Nel caso di specie, il ricorrente partecipava alla procedura de qua comprovando il possesso del diploma di specializzazione in Chirurgia Odontostomatologica della durata di tre anni (da ritenersi di fatto del tutto equipollente al dottorato di ricerca, sia per stessa durata degli studi che per la complessità dei temi affrontati) e di aver svolto assegni di ricerca e contratti co.co.co. di ricerca, intercorsi con l’Università degli Studi di Bari.
Evinta la natura disgiuntiva del dato letterale (si usa il termine “ ovvero ” ad indicare due possibilità alternative), è comunque opportuno precisare che, nel caso in esame, non rileva la distinzione riguardante la natura di specializzazione medica o sanitaria su cui assai analiticamente si sono soffermate le difese delle parti in causa.
Occorre sul punto evidenziare che vi è - nell’ambito degli attuali assetti della formazione e della pratica medico-sanitaria - un oggettivo spazio di possibile sovrapposizione di competenze fra plurimi settori e correlati ambiti specialistici.

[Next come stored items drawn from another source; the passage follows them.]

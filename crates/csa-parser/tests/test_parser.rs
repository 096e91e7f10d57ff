//! Tests for the config parser.

use csa_parser::{
    DeclarationKind, Expression, ObjectLiteral, PropertyKind, StatementKind, parse_source,
};

/// Helper returning the object literal bound to the first declarator.
fn first_object(source: &str) -> ObjectLiteral {
    let program = parse_source(source).unwrap();
    let StatementKind::Variable { declarators, .. } = &program.statements[0].kind else {
        panic!("Expected variable declaration")
    };
    match &declarators[0].init {
        Some(Expression::Object(object)) => object.clone(),
        other => panic!("Expected object literal, found {other:?}"),
    }
}

#[test]
fn test_parse_generated_config() {
    let source = r#"/** @type {import('next').NextConfig} */
const nextConfig = {
  reactStrictMode: true,
  swcMinify: true,
}

module.exports = nextConfig
"#;
    let program = parse_source(source).unwrap();
    assert_eq!(program.statements.len(), 2);

    let first = &program.statements[0];
    assert_eq!(first.leading_comments.len(), 1);
    assert!(first.leading_comments[0].text.starts_with("/** @type"));

    let StatementKind::Variable {
        kind,
        declarators,
        semicolon,
    } = &first.kind
    else {
        panic!("Expected variable declaration")
    };
    assert_eq!(*kind, DeclarationKind::Const);
    assert!(!semicolon);
    assert_eq!(declarators[0].name, "nextConfig");

    let second = &program.statements[1];
    assert!(second.blank_line_before);
    assert_eq!(
        second.kind,
        StatementKind::ModuleExports {
            value: Expression::Identifier("nextConfig".to_string()),
            semicolon: false,
        }
    );
}

#[test]
fn test_parse_nested_object() {
    let object = first_object("const c = { images: { unoptimized: false, domains: ['a.com'] } }");
    let Some(Expression::Object(images)) = object.get("images") else {
        panic!("Expected images object")
    };
    assert_eq!(images.get("unoptimized"), Some(&Expression::Boolean(false)));
    assert_eq!(
        images.get("domains"),
        Some(&Expression::Raw("['a.com']".to_string()))
    );
    assert!(!object.multiline);
}

#[test]
fn test_parse_quoted_key() {
    let object = first_object(r#"const c = { "trailingSlash": false }"#);
    assert_eq!(object.get("trailingSlash"), Some(&Expression::Boolean(false)));
}

#[test]
fn test_raw_properties_are_preserved() {
    let source = "const c = {\n  ...base,\n  env,\n  async redirects() {\n    return []\n  },\n}";
    let object = first_object(source);
    assert_eq!(object.properties.len(), 3);
    assert_eq!(object.properties[0].kind, PropertyKind::Raw("...base".to_string()));
    assert_eq!(object.properties[1].kind, PropertyKind::Raw("env".to_string()));
    assert_eq!(
        object.properties[2].kind,
        PropertyKind::Raw("async redirects() {\n    return []\n  }".to_string())
    );
    assert!(object.multiline);
}

#[test]
fn test_raw_value_with_arrow_function() {
    let object = first_object("const c = { webpack: (config) => ({ ...config }), b: true }");
    assert_eq!(
        object.get("webpack"),
        Some(&Expression::Raw("(config) => ({ ...config })".to_string()))
    );
    assert_eq!(object.get("b"), Some(&Expression::Boolean(true)));
}

#[test]
fn test_trailing_comments() {
    let source = "const c = {\n  a: true, // keep\n  b: false\n  // last\n}";
    let object = first_object(source);
    assert_eq!(
        object.properties[0].trailing_comment.as_deref(),
        Some("// keep")
    );
    assert_eq!(object.trailing_comments.len(), 1);
    assert_eq!(object.trailing_comments[0].text, "// last");
}

#[test]
fn test_type_annotation_and_suffix() {
    let source = "const nextConfig: NextConfig = { output: 'export' } satisfies NextConfig;";
    let program = parse_source(source).unwrap();
    let StatementKind::Variable {
        declarators,
        semicolon,
        ..
    } = &program.statements[0].kind
    else {
        panic!("Expected variable declaration")
    };
    assert!(semicolon);
    assert_eq!(declarators[0].type_annotation.as_deref(), Some("NextConfig"));
    let Some(Expression::Object(object)) = &declarators[0].init else {
        panic!("Expected object literal")
    };
    assert_eq!(object.suffix.as_deref(), Some(" satisfies NextConfig"));
}

#[test]
fn test_export_default_object() {
    let program = parse_source("export default {\n  output: 'export',\n};\n").unwrap();
    let StatementKind::ExportDefault { value, semicolon } = &program.statements[0].kind else {
        panic!("Expected export default")
    };
    assert!(semicolon);
    assert!(value.as_object().is_some());
    assert!(program.statements[0].is_export());
}

#[test]
fn test_unknown_statements_are_raw() {
    let source = "import withMDX from '@next/mdx'\nconst { a } = require('b');\nfunction f() {\n  return 1\n}\n";
    let program = parse_source(source).unwrap();
    assert_eq!(program.statements.len(), 3);
    assert_eq!(
        program.statements[0].kind,
        StatementKind::Raw("import withMDX from '@next/mdx'".to_string())
    );
    assert_eq!(
        program.statements[1].kind,
        StatementKind::Raw("const { a } = require('b');".to_string())
    );
    assert_eq!(
        program.statements[2].kind,
        StatementKind::Raw("function f() {\n  return 1\n}".to_string())
    );
}

#[test]
fn test_wrapped_export_is_raw_expression() {
    let program = parse_source("module.exports = withMDX(nextConfig)").unwrap();
    assert_eq!(
        program.statements[0].kind,
        StatementKind::ModuleExports {
            value: Expression::Raw("withMDX(nextConfig)".to_string()),
            semicolon: false,
        }
    );
}

#[test]
fn test_empty_source() {
    let program = parse_source("").unwrap();
    assert!(program.statements.is_empty());
    assert!(program.trailing_comments.is_empty());
}

#[test]
fn test_comment_only_source() {
    let program = parse_source("// nothing here\n").unwrap();
    assert!(program.statements.is_empty());
    assert_eq!(program.trailing_comments.len(), 1);
}

#[test]
fn test_unclosed_bracket_is_error() {
    assert!(parse_source("const c = {\n  a: [1, 2,\n").is_err());
}

#[test]
fn test_comment_before_object_is_attached() {
    let object = first_object("const nextConfig = /* x */ { a: true }");
    assert_eq!(object.leading_comments, vec!["/* x */".to_string()]);
    assert_eq!(object.properties.len(), 1);
}

#[test]
fn test_comment_between_key_and_value_moves_to_property() {
    let object = first_object("const c = {\n  a /* note */: true,\n}");
    let comments = &object.properties[0].leading_comments;
    assert_eq!(comments.len(), 1);
    assert_eq!(comments[0].text, "/* note */");
    assert_eq!(object.get("a"), Some(&Expression::Boolean(true)));
}

#[test]
fn test_comment_inside_raw_value_stays_in_text() {
    let program = parse_source("const c = wrap(/* inner */ 1)").unwrap();
    let statement = &program.statements[0];
    assert!(statement.leading_comments.is_empty());

    let StatementKind::Variable { declarators, .. } = &statement.kind else {
        panic!("Expected variable declaration")
    };
    assert_eq!(
        declarators[0].init,
        Some(Expression::Raw("wrap(/* inner */ 1)".to_string()))
    );
}

#[test]
fn test_comment_in_declaration_moves_above_statement() {
    let program = parse_source("const c /* why */ = true").unwrap();
    let statement = &program.statements[0];
    assert_eq!(statement.leading_comments.len(), 1);
    assert_eq!(statement.leading_comments[0].text, "/* why */");
}

#[test]
fn test_regex_value_is_raw() {
    let object = first_object(r"const c = { matcher: /^https:\/\//, b: true }");
    assert_eq!(
        object.get("matcher"),
        Some(&Expression::Raw(r"/^https:\/\//".to_string()))
    );
    assert_eq!(object.get("b"), Some(&Expression::Boolean(true)));
}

In via generale, la distinzione fra specializzazione medica o sanitaria trova le sue principali fonti normative nel d.m. n. 68/2005 sul riordino delle scuole di specializzazione di Area Sanitaria, nel d.m. del Ministero dell’Università e della Ricerca del 31.7.2006 sul riassetto delle scuole di specializzazione in odontoiatria e nel decreto interministeriale MIUR-Sanità n. 716 del 16 settembre 2016, avente ad oggetto il riordino delle scuole di specializzazione ad accesso riservato ai “non medici”, che ha definito tali specializzazioni come specializzazioni di “area sanitaria”, per differenziarle da quelle mediche riservate ai laureati in medicina e chirurgia (cfr. Cons. Stato, Sez. VI, sentenza n. 7660 del 4.12.2020)

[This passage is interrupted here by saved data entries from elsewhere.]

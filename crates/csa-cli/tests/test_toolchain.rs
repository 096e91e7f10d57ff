//! Tests for the dependency installer table.

use csa_cli::toolchain::{Arch, Dependency, Host, Os, Strategy, strategy};
use csa_core::Error;
use std::path::PathBuf;

fn host(os: Os, arch: Arch) -> Host {
    Host {
        os,
        arch,
        home: Some(PathBuf::from("/home/ferris")),
        cargo_home: None,
        coreutils: true,
    }
}

fn script(dependency: Dependency, host: &Host) -> String {
    match strategy(dependency, host).unwrap() {
        Strategy::Script(script) => script,
        other => panic!("expected a script, got {other:?}"),
    }
}

#[test]
fn test_rust_uses_rustup_script() {
    let linux = script(Dependency::Rust, &host(Os::Linux, Arch::X86_64));
    assert_eq!(
        linux,
        "curl --proto '=https' --tlsv1.3 https://sh.rustup.rs -sSf | bash -s -- -y --default-toolchain 1.65.0"
    );

    let mac = script(Dependency::Rust, &host(Os::MacOs, Arch::Aarch64));
    assert!(mac.contains("--tlsv1.2"));
}

#[test]
fn test_rust_on_windows_downloads_rustup_init() {
    let strategy = strategy(Dependency::Rust, &host(Os::Windows, Arch::X86_64)).unwrap();
    assert_eq!(
        strategy,
        Strategy::Installer {
            url: "https://static.rust-lang.org/rustup/dist/x86_64-pc-windows-msvc/rustup-init.exe"
                .to_string(),
            file_name: "rustup-init.exe".to_string(),
            args: vec!["--default-toolchain".to_string(), "1.65.0".to_string()],
        }
    );
}

#[test]
fn test_unsupported_os() {
    let err = strategy(Dependency::Rust, &host(Os::Other("freebsd".to_string()), Arch::X86_64))
        .unwrap_err();
    assert_eq!(
        err.to_string(),
        "create-shuttle-app can't install Rust automatically on: freebsd"
    );
    assert!(err.problems()[0].contains("https://www.rust-lang.org/tools/install"));
}

#[test]
fn test_shuttle_release_binary() {
    let linux = script(Dependency::Shuttle, &host(Os::Linux, Arch::X86_64));
    assert!(linux.starts_with(
        "curl -s -OL https://github.com/shuttle-hq/shuttle/releases/download/v0.12.0/cargo-shuttle-v0.12.0-x86_64-unknown-linux-gnu.tar.gz && "
    ));
    assert!(linux.contains(
        "tar -xzf cargo-shuttle-v0.12.0-x86_64-unknown-linux-gnu.tar.gz cargo-shuttle-x86_64-unknown-linux-gnu-v0.12.0/cargo-shuttle && "
    ));
    assert!(linux.contains("\"/home/ferris/.cargo/bin/cargo-shuttle\""));
    assert!(linux.ends_with(
        "rm -rf cargo-shuttle-v0.12.0-x86_64-unknown-linux-gnu.tar.gz cargo-shuttle-x86_64-unknown-linux-gnu-v0.12.0"
    ));

    let mac = script(Dependency::Shuttle, &host(Os::MacOs, Arch::Aarch64));
    assert!(mac.contains("x86_64-apple-darwin"));
}

#[test]
fn test_shuttle_on_windows() {
    let with_coreutils = script(Dependency::Shuttle, &host(Os::Windows, Arch::X86_64));
    assert!(with_coreutils.contains("x86_64-pc-windows-msvc"));
    assert!(with_coreutils.contains("cargo-shuttle.exe"));

    let bare = Host {
        coreutils: false,
        ..host(Os::Windows, Arch::X86_64)
    };
    assert_eq!(
        strategy(Dependency::Shuttle, &bare).unwrap(),
        Strategy::Program {
            program: "cargo".to_string(),
            args: ["install", "cargo-shuttle", "--version", "0.12.0"]
                .map(str::to_string)
                .to_vec(),
        }
    );
}

#[test]
fn test_cargo_home_lookup() {
    let custom = Host {
        cargo_home: Some(PathBuf::from("/opt/cargo")),
        ..host(Os::Linux, Arch::X86_64)
    };
    assert_eq!(custom.cargo_bin_dir().unwrap(), PathBuf::from("/opt/cargo/bin"));

    let homeless = Host {
        home: None,
        ..host(Os::Linux, Arch::X86_64)
    };
    assert!(matches!(
        strategy(Dependency::Shuttle, &homeless),
        Err(Error::CargoHomeNotFound)
    ));
}

#[test]
fn test_protoc_release_archive() {
    let linux = script(Dependency::Protoc, &host(Os::Linux, Arch::Aarch64));
    assert!(linux.starts_with(
        "curl -OL https://github.com/protocolbuffers/protobuf/releases/download/v21.9/protoc-21.9-linux-aarch_64.zip && "
    ));
    assert!(linux.contains("sudo unzip -o protoc-21.9-linux-aarch_64.zip -d /usr/local bin/protoc"));
    assert!(linux.contains("'include/*'"));
    assert!(linux.ends_with("rm -f protoc-21.9-linux-aarch_64.zip"));

    let mac = script(Dependency::Protoc, &host(Os::MacOs, Arch::X86_64));
    assert!(mac.contains("protoc-21.9-osx-x86_64.zip"));
}

#[test]
fn test_protoc_unsupported_platforms() {
    let err = strategy(Dependency::Protoc, &host(Os::Windows, Arch::X86_64)).unwrap_err();
    assert!(err.problems()[0].contains("https://docs.shuttle.rs/support/installing-protoc#windows"));

    let err = strategy(Dependency::Protoc, &host(Os::Linux, Arch::Other("riscv64".to_string())))
        .unwrap_err();
    assert_eq!(
        err.to_string(),
        "create-shuttle-app can't install protoc automatically on: riscv64"
    );
}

Tale distinzione, per come emerge dal tenore testuale dei decreti ministeriali ed interministeriali citati, viene però fatta per soli fini organizzativi in connessione con l’istituzione e la gestione delle relative scuole e non ai diversi fini dell’attività di ricerca (di cui al caso in esame).
Invero, dal punto di vista del reclutamento per l’attività di ricerca, la logica intrinseca del fatto selettivo non dovrebbe meccanicamente conformarsi alla distinzione dei percorsi accademici per come disegnati a fini organizzativi, ma piuttosto dovrebbe selezionare candidati in un allargato ambito di formazione ed educazione, che, ferma restando la valutazione di coerenza con gli specifici settori scientifico disciplinari, operi in modo più elastico in una logica di interscambiabilità dei saperi e dei percorsi formativi.
Nel caso in esame, il diploma di specializzazione del ricorrente risulta in linea e funzionale alla attività di ricerca di cui alla posizione messa a bando, essendo stato discrezionalmente valutato come correttamente afferente allo specifico settore scientifico-disciplinare MED/28 - Malattie Odontostomatologiche, non essendo peraltro riscontrabile sul punto un giudizio viziato da evidente irrazionalità o irragionevolezza.
In conclusione e ad una valutazione sintetica globale, il ricorso risulta meritevole di accoglimento in quanto fondato nel merito.
Da ultimo, le spese di giudizio possono essere compensate, tenuto conto della natura latu sensu lavoristica e della oggettiva peculiarità della presente controversia.